A Palu istituiti 15 grandi posti di blocco; ad Ambon violenze in seguito a tensioni tra polizia ed esercito.

Palu (AsiaNews) –  La bomba esplosa stamattina davanti a un tempio indù a Poso, Sulawesi centrali, è l'ultimo della recente serie di incidenti, nelle province indonesiane di Molucche e Sulawesi centrali. Ogni nuovo attentato riaccende nella popolazione  il ricordo dei due sanguinosi conflitti interreligiosi che hanno scosso la zona tra il 1999 e il 2001.

Sulawesi centrali

Qui la violenza sembra destinata a non cessare. La polizia ha deciso di istituire 15 grandi check-point intorno alla capitale, Palu. Il comandante della sicurezza provinciale, ispettore generale Paul Purwoko, parla di un'iniziativa volta a prevenire "ogni possibile attentato". Palu è stata così divisa in 15 settori, dove militari e polizia "sono in massima allerta per anticipare ogni situazione". Nessuna spiegazione è stata data, però, circa "queste specifiche situazioni".

Fonti locali riferiscono che le operazioni di sicurezza si sono intensificate negli ultimi giorni: uomini dei reparti speciali della polizia con pistole semi-automatiche sono dispiegati in diversi punti strategici della città. "Sono presenti dall'alba fini al tramonto" dice un abitante locale. "La situazione è simile a uno stato di emergenza civile".

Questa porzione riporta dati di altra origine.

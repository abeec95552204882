//! Update and condition expression building
//!
//! Generated expressions reference attributes only through placeholders.
//! Name placeholders (`#UE_A`, `#UE_B`, ...) and value placeholders
//! (`:ue_a`, `:ue_b`, ...) come from two independent sequences that restart
//! for every expression, so one expression never reuses a token.

use serde_json::{Map, Value as JsonValue};
use std::collections::BTreeMap;

use dynamap_common::{Error, Result, Value};

use crate::model::ModelDescriptor;

const NAME_PREFIX: &str = "#UE_";
const VALUE_PREFIX: &str = ":ue_";

/// Deterministic placeholder sequence: `A`..`Z`, `AA`, `AB`, ...
#[derive(Debug, Clone)]
pub struct TokenSequence {
    prefix: &'static str,
    alphabet_start: u8,
    next: u64,
}

impl TokenSequence {
    /// Sequence of attribute name placeholders
    #[must_use]
    pub fn names() -> Self {
        Self {
            prefix: NAME_PREFIX,
            alphabet_start: b'A',
            next: 0,
        }
    }

    /// Sequence of attribute value placeholders
    #[must_use]
    pub fn values() -> Self {
        Self {
            prefix: VALUE_PREFIX,
            alphabet_start: b'a',
            next: 0,
        }
    }

    pub fn next_token(&mut self) -> String {
        let token = format!("{}{}", self.prefix, self.letters(self.next));
        self.next += 1;
        token
    }

    // Bijective base-26: 0 -> A, 25 -> Z, 26 -> AA
    fn letters(&self, index: u64) -> String {
        let mut n = index + 1;
        let mut out = Vec::new();
        while n > 0 {
            n -= 1;
            // n % 26 < 26, so the cast cannot truncate
            #[allow(clippy::cast_possible_truncation)]
            out.push(self.alphabet_start + (n % 26) as u8);
            n /= 26;
        }
        out.reverse();
        String::from_utf8_lossy(&out).into_owned()
    }
}

/// An expression with the placeholder maps it references.
#[derive(Debug, Clone, Default, PartialEq)]
pub struct ExpressionFragment {
    pub expression: String,
    pub names: BTreeMap<String, String>,
    pub values: BTreeMap<String, JsonValue>,
}

/// Build a `SET`/`REMOVE` update expression from `(field, value)` pairs.
///
/// Values that serialize to nothing (nil without `persist_nil`, empty sets)
/// are removed; everything else is set. Returns `None` for no pairs.
pub fn build_update_expression<K: AsRef<str>>(
    model: &ModelDescriptor,
    pairs: &[(K, Value)],
) -> Result<Option<ExpressionFragment>> {
    let mut set_clauses = Vec::new();
    let mut remove_clauses = Vec::new();
    let mut names = BTreeMap::new();
    let mut values = BTreeMap::new();
    let mut name_tokens = TokenSequence::names();
    let mut value_tokens = TokenSequence::values();

    for (field, value) in pairs {
        let def = model.attribute_for(field.as_ref())?;
        let name_token = name_tokens.next_token();
        names.insert(name_token.clone(), def.storage_name().to_string());

        match def.serialize(value)? {
            Some(attr) => {
                let value_token = value_tokens.next_token();
                set_clauses.push(format!("{} = {}", name_token, value_token));
                values.insert(value_token, attr);
            }
            None => remove_clauses.push(name_token),
        }
    }

    let mut clauses = Vec::with_capacity(2);
    if !set_clauses.is_empty() {
        clauses.push(format!("SET {}", set_clauses.join(", ")));
    }
    if !remove_clauses.is_empty() {
        clauses.push(format!("REMOVE {}", remove_clauses.join(", ")));
    }

    if clauses.is_empty() {
        Ok(None)
    } else {
        Ok(Some(ExpressionFragment {
            expression: clauses.join(" "),
            names,
            values,
        }))
    }
}

/// Put guard that fails when an item with the same key already exists
#[must_use]
pub fn prevent_overwrite_expression(model: &ModelDescriptor) -> ExpressionFragment {
    let mut names = BTreeMap::new();
    names.insert("#H".to_string(), model.hash_key().storage_name().to_string());
    let mut expression = "attribute_not_exists(#H)".to_string();

    if let Some(range) = model.range_key() {
        names.insert("#R".to_string(), range.storage_name().to_string());
        expression.push_str(" and attribute_not_exists(#R)");
    }

    ExpressionFragment {
        expression,
        names,
        values: BTreeMap::new(),
    }
}

/// Union caller placeholders into generated ones; a placeholder defined on
/// both sides is a caller error.
pub fn merge_placeholders(
    names: &mut BTreeMap<String, String>,
    values: &mut BTreeMap<String, JsonValue>,
    caller_names: &BTreeMap<String, String>,
    caller_values: &BTreeMap<String, JsonValue>,
) -> Result<()> {
    if let Some(token) = caller_names
        .keys()
        .chain(caller_values.keys())
        .find(|token| names.contains_key(*token) || values.contains_key(*token))
    {
        return Err(Error::PlaceholderCollision(token.clone()));
    }
    names.extend(caller_names.iter().map(|(k, v)| (k.clone(), v.clone())));
    values.extend(caller_values.iter().map(|(k, v)| (k.clone(), v.clone())));
    Ok(())
}

/// Write placeholder maps into request parameters. An empty value map is
/// left out because the store rejects it.
pub fn write_placeholders(
    params: &mut Map<String, JsonValue>,
    names: BTreeMap<String, String>,
    values: BTreeMap<String, JsonValue>,
) {
    if !names.is_empty() {
        let names: Map<String, JsonValue> = names
            .into_iter()
            .map(|(k, v)| (k, JsonValue::String(v)))
            .collect();
        params.insert("ExpressionAttributeNames".into(), JsonValue::Object(names));
    }
    if !values.is_empty() {
        let values: Map<String, JsonValue> = values.into_iter().collect();
        params.insert("ExpressionAttributeValues".into(), JsonValue::Object(values));
    }
}

#[cfg(test)]
mod tests {
    use super::*;
    use crate::model::Attribute;
    use serde_json::json;
    use std::collections::HashSet;
    use std::sync::Arc;

    fn model() -> Arc<ModelDescriptor> {
        ModelDescriptor::builder("accounts")
            .attribute(Attribute::string("id").hash_key())
            .attribute(Attribute::string("region").range_key().storage_name("rg"))
            .attribute(Attribute::string("name"))
            .attribute(Attribute::integer("balance").storage_name("bal"))
            .attribute(Attribute::string("note").persist_nil())
            .attribute(Attribute::string("nickname"))
            .build()
            .unwrap()
    }

    #[test]
    fn test_token_sequence() {
        let mut names = TokenSequence::names();
        let tokens: Vec<String> = (0..28).map(|_| names.next_token()).collect();
        assert_eq!(tokens[0], "#UE_A");
        assert_eq!(tokens[25], "#UE_Z");
        assert_eq!(tokens[26], "#UE_AA");
        assert_eq!(tokens[27], "#UE_AB");

        let mut values = TokenSequence::values();
        assert_eq!(values.next_token(), ":ue_a");
        assert_eq!(values.next_token(), ":ue_b");
    }

    #[test]
    fn test_token_sequence_past_two_letters() {
        let mut seq = TokenSequence::values();
        let tokens: Vec<String> = (0..703).map(|_| seq.next_token()).collect();
        assert_eq!(tokens[701], ":ue_zz");
        assert_eq!(tokens[702], ":ue_aaa");
        let unique: HashSet<&String> = tokens.iter().collect();
        assert_eq!(unique.len(), tokens.len());
    }

    #[test]
    fn test_set_and_remove() {
        let update = build_update_expression(
            &model(),
            &[
                ("name", Value::from("Ann")),
                ("nickname", Value::Null),
                ("balance", Value::from(10i64)),
            ],
        )
        .unwrap()
        .unwrap();

        assert_eq!(
            update.expression,
            "SET #UE_A = :ue_a, #UE_C = :ue_b REMOVE #UE_B"
        );
        assert_eq!(update.names["#UE_A"], "name");
        assert_eq!(update.names["#UE_B"], "nickname");
        assert_eq!(update.names["#UE_C"], "bal");
        assert_eq!(update.values[":ue_a"], json!({"S": "Ann"}));
        assert_eq!(update.values[":ue_b"], json!({"N": "10"}));
        assert_eq!(update.values.len(), 2);
    }

    #[test]
    fn test_remove_only_has_no_values() {
        let update = build_update_expression(&model(), &[("nickname", Value::Null)])
            .unwrap()
            .unwrap();
        assert_eq!(update.expression, "REMOVE #UE_A");
        assert!(update.values.is_empty());

        let mut params = Map::new();
        write_placeholders(&mut params, update.names, update.values);
        assert!(params.contains_key("ExpressionAttributeNames"));
        assert!(!params.contains_key("ExpressionAttributeValues"));
    }

    #[test]
    fn test_persisted_nil_is_set() {
        let update = build_update_expression(&model(), &[("note", Value::Null)])
            .unwrap()
            .unwrap();
        assert_eq!(update.expression, "SET #UE_A = :ue_a");
        assert_eq!(update.values[":ue_a"], json!({"NULL": true}));
    }

    #[test]
    fn test_each_call_restarts_tokens() {
        let model = model();
        let first = build_update_expression(&model, &[("name", Value::from("a"))]).unwrap();
        let second = build_update_expression(&model, &[("balance", Value::from(1i64))]).unwrap();
        assert_eq!(first.unwrap().expression, "SET #UE_A = :ue_a");
        assert_eq!(second.unwrap().expression, "SET #UE_A = :ue_a");
    }

    #[test]
    fn test_empty_pairs() {
        let pairs: [(&str, Value); 0] = [];
        assert_eq!(build_update_expression(&model(), &pairs).unwrap(), None);
    }

    #[test]
    fn test_unknown_field() {
        let err = build_update_expression(&model(), &[("ghost", Value::from(1i64))]).unwrap_err();
        assert!(matches!(err, Error::UnknownAttribute(_)));
    }

    #[test]
    fn test_prevent_overwrite() {
        let guard = prevent_overwrite_expression(&model());
        assert_eq!(
            guard.expression,
            "attribute_not_exists(#H) and attribute_not_exists(#R)"
        );
        assert_eq!(guard.names["#H"], "id");
        assert_eq!(guard.names["#R"], "rg");
        assert!(guard.values.is_empty());

        let hash_only = ModelDescriptor::builder("t")
            .attribute(Attribute::string("pk").hash_key())
            .build()
            .unwrap();
        let guard = prevent_overwrite_expression(&hash_only);
        assert_eq!(guard.expression, "attribute_not_exists(#H)");
        assert_eq!(guard.names.len(), 1);
    }

    #[test]
    fn test_merge_placeholders() {
        let mut names = BTreeMap::from([("#UE_A".to_string(), "name".to_string())]);
        let mut values = BTreeMap::from([(":ue_a".to_string(), json!({"S": "x"}))]);

        merge_placeholders(
            &mut names,
            &mut values,
            &BTreeMap::from([("#v".to_string(), "version".to_string())]),
            &BTreeMap::from([(":v".to_string(), json!({"N": "1"}))]),
        )
        .unwrap();
        assert_eq!(names.len(), 2);
        assert_eq!(values.len(), 2);

        let err = merge_placeholders(
            &mut names,
            &mut values,
            &BTreeMap::from([("#UE_A".to_string(), "other".to_string())]),
            &BTreeMap::new(),
        )
        .unwrap_err();
        assert!(matches!(err, Error::PlaceholderCollision(token) if token == "#UE_A"));
    }
}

Anche Poso è sotto stretta sicurezza dopo l'arresto di due residenti locali e sospetti terroristi: Walid e Khalid. Dal 2000 al 2001 il conflitto interreligioso a Poso provocò circa mille morti. Nel 2001 i leader musulmani e cristiani hanno firmato un accordo di pace. Le violenze sono diminuite, ma continuano a verificarsi assassini che rimangono impuniti.

Molucche

Nuove violenze ad Ambon, la capitale della provincia, si sono verificate lo scorso fine settimana. Un militare è stato ucciso il 4 marzo e uno studente è rimasto gravemente ferito dopo che la polizia ha sparato contro un gruppo di persone. Entrambi gli incidenti sono seguiti a tensioni tra polizia ed esercito. Secondo il capo della polizia delle Molucche, il tutto si è scatenato dopo la morte il 2 marzo di un soldato per mano di un poliziotto davanti al quartier generale di polizia a Tantui, Ambon.

In seguito a questi incidenti gli abitanti locali raccontano di aver paura di uscire di notte e di vedere durante il giorno uomini di entrambi i corpi girare in città in gruppi e con armi da fuoco in mano.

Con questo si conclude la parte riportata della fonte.